* EXERCISE PROMPT *
Nothing but the lines from the one containing "let mut chain: ArrayVec<UnitKey, 6>" through the one containing "20.0).max(10.0), resonance, cleanup)?);", both included, should be given again, each exactly as written below.

* RECORDS PROVIDED *
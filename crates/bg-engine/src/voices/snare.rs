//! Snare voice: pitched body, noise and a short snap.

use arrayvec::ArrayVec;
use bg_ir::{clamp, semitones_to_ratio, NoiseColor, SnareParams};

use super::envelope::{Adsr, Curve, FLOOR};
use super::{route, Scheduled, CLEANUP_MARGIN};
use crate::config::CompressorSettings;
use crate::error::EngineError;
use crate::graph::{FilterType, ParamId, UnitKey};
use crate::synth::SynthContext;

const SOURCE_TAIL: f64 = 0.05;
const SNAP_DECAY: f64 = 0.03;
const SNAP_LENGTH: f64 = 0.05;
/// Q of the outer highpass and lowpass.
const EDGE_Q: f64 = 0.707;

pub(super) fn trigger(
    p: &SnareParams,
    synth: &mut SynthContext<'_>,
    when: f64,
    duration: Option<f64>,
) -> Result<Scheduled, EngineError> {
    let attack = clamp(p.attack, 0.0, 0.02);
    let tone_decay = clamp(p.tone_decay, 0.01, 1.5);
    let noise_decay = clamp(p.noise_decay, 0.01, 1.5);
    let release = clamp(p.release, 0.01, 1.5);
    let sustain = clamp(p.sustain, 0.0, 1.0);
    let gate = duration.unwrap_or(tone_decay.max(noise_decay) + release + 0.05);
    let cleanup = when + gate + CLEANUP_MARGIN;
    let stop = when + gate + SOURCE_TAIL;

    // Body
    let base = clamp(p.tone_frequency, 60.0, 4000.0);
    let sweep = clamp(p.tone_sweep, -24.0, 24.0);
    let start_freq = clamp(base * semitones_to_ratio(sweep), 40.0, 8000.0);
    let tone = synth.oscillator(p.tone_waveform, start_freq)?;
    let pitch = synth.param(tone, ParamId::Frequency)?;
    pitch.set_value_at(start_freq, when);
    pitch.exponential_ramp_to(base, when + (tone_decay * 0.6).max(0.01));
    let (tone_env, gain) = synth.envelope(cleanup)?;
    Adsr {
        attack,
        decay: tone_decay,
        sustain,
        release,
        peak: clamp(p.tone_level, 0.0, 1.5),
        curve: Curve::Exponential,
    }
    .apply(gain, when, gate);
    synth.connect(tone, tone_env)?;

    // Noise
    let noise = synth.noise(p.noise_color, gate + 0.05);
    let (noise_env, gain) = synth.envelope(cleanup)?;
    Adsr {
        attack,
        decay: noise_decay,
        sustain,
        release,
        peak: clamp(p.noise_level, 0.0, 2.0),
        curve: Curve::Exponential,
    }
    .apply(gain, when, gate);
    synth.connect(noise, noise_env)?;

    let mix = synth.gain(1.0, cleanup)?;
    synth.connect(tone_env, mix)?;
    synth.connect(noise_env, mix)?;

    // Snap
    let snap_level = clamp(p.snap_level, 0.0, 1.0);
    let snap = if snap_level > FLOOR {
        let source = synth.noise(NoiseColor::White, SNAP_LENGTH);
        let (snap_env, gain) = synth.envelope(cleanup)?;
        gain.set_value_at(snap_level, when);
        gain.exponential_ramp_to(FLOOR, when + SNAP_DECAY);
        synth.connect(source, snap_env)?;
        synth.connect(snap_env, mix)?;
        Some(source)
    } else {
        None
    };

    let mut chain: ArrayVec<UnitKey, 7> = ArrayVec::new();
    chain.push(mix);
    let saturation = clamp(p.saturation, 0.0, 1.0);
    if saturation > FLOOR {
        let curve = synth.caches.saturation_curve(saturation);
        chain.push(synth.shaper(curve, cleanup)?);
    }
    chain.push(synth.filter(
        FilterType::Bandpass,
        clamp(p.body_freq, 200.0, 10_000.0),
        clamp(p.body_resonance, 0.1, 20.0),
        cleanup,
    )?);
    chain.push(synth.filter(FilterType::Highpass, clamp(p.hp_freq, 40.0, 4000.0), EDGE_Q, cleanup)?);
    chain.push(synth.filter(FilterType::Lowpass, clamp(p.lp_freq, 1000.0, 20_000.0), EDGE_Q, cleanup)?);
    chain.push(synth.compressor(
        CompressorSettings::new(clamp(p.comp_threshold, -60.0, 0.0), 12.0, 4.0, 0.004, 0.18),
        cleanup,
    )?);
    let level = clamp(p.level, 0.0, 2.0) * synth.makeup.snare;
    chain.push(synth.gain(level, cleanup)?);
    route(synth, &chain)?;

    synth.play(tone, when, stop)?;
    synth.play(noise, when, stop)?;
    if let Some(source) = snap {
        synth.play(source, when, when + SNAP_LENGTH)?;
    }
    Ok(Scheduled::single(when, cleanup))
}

...

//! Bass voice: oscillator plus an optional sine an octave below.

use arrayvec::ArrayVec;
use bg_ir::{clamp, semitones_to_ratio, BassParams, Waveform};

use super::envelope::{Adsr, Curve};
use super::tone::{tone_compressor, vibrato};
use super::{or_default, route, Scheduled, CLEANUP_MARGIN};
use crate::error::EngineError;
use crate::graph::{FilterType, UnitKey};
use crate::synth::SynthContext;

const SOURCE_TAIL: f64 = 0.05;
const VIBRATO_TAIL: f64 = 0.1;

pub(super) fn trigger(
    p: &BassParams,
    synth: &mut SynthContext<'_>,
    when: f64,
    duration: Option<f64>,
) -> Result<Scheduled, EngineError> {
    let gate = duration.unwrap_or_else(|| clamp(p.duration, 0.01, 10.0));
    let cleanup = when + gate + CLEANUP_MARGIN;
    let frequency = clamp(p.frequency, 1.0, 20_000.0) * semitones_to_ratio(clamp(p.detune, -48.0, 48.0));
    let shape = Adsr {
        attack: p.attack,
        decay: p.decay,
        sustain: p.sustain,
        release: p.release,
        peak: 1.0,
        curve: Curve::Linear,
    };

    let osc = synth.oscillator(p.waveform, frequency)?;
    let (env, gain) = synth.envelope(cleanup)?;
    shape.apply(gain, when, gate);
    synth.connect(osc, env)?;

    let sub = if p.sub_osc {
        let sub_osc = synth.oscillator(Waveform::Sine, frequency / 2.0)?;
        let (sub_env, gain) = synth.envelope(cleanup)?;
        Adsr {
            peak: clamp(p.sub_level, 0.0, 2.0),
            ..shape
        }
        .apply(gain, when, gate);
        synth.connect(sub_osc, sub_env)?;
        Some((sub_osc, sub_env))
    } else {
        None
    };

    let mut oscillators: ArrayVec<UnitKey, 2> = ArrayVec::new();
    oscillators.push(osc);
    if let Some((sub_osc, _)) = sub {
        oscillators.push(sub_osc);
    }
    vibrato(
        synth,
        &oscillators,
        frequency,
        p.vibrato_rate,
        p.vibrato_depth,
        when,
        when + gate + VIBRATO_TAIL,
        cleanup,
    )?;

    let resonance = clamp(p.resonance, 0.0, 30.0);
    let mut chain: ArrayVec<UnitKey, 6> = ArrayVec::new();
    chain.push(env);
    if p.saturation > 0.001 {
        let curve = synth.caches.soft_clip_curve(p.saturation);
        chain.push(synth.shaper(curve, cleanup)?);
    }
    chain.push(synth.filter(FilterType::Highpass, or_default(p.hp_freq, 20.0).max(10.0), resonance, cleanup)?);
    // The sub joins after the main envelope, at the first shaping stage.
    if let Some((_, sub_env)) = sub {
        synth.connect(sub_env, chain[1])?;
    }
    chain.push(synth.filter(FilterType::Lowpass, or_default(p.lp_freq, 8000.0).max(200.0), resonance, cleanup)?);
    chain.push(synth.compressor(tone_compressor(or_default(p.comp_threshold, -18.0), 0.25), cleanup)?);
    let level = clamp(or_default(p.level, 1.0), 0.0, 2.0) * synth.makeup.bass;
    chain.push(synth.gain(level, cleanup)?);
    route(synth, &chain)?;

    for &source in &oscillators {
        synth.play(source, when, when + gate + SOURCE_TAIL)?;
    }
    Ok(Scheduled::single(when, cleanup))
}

* PROBLEM SOLUTION *
    let mut chain: ArrayVec<UnitKey, 6> = ArrayVec::new();
    chain.push(env);
    if p.saturation > 0.001 {
        let curve = synth.caches.soft_clip_curve(p.saturation);
        chain.push(synth.shaper(curve, cleanup)?);
    }
    chain.push(synth.filter(FilterType::Highpass, or_default(p.hp_freq, 20.0).max(10.0), resonance, cleanup)?);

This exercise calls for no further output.